Google today announced a number of improvements to its core search engine, with a strong focus on how the company uses AI to help its users. This includes the ability to better answer questions with very specific answers, very comprehensive questions, and a new algorithm to better handle the typos in your queries. The company also announced updates to Google Lens and other search tools.
Most of these are meant to be useful, but some are also just for fun. You can now hum a song and, for example, the Google Assistant will try to find the right song for you.
As Google found, 1 in 10 searches is misspelled. The company is already doing a pretty good job of dealing with these through its “did you mean” feature. Now the company is introducing an improvement on this algorithm, which uses a deep neural network with 680 million parameters to better understand the context of your search query.

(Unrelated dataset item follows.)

pub mod agent;
pub mod census;

pub use agent::{AgentClient, AgentError, CensusToolDispatcher, ToolDispatcher};
pub use census::{build_predicate, call_tool, GeoPredicate, McpClient, CENSUS_TOOL};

Another useful new function is the integration into the search of various data sources that were previously only available as part of Google’s Open Data Commons. If you now ask questions about “Employment in Chicago”, the Google Knowledge Graph will trigger and display charts with this data right on the search results page.
Another update the company announced today to its side panel indexing system feature to address niche questions like “How do I determine if my windows have UV glass?” Better to answer. The system can now refer you directly to a paragraph in a DIY forum. Overall, this new system will improve about 7% of queries, Google said.
For broader questions, Google is now also using its AI system to better understand the nuances of a page and better answer those questions.
Nowadays, a lot of content can also be found in videos. Google is now using advanced computer recognition and speech recognition to mark key moments in videos. This can already be found in the search. However, this new algorithm should make this even easier, especially with videos where the creators have not already tagged the content.
Other updates include an update for Google Lens that allows you to ask the app to read a passage from a photo in a book – regardless of the language. Lens can now understand math formulas too – then show you step-by-step instructions and videos to solve the problem. This works not only for math, but chemistry, biology, and physics as well.
With the Christmas shopping season approaching, it may come as no surprise that Google has released a number of updates to its shopping services as well. In particular, the company is launching a new feature in Chrome and the Google app that now lets you tap an image and then find related products. And for fashion enthusiasts, the service also shows related items shown in related images.
Now when you buy a car you can also get an AR view of them so you can see what they look like in your driveway.
You can now also point to a restaurant or other local business in Google Maps if, for example, you use the AR walking instructions to show their opening times.
Another new feature of Maps is that Google now also shows live busyness information right on the map, so you don’t have to specifically search for a location to see how busy it is right now. This is a useful feature in 2020.
During the event (or really the video premiere, since this is 2020), which was tuned for the most calming music, Google’s search director Prabhakar Raghavan also noted that the 2019 BERT update includes the portion of his search for understanding natural language the system is now going to used for almost every query and is available in multiple languages including Spanish, Portuguese, Hindi, Arabic, German, and Amharic. This is part of the 3,600+ updates the company made to its search product in 2019.
All of these announcements come against the backdrop of various governments dealing with Google’s business practices. It is therefore probably not surprising that the event also focused on Google’s data protection practices and that Raghavan regularly spoke about “Open Access” and that Google search is free for everyone, everywhere, with ranking guidelines that apply to all websites ” fair ”. I am sure of Yelp and other Google competitors would disagree with this last claim.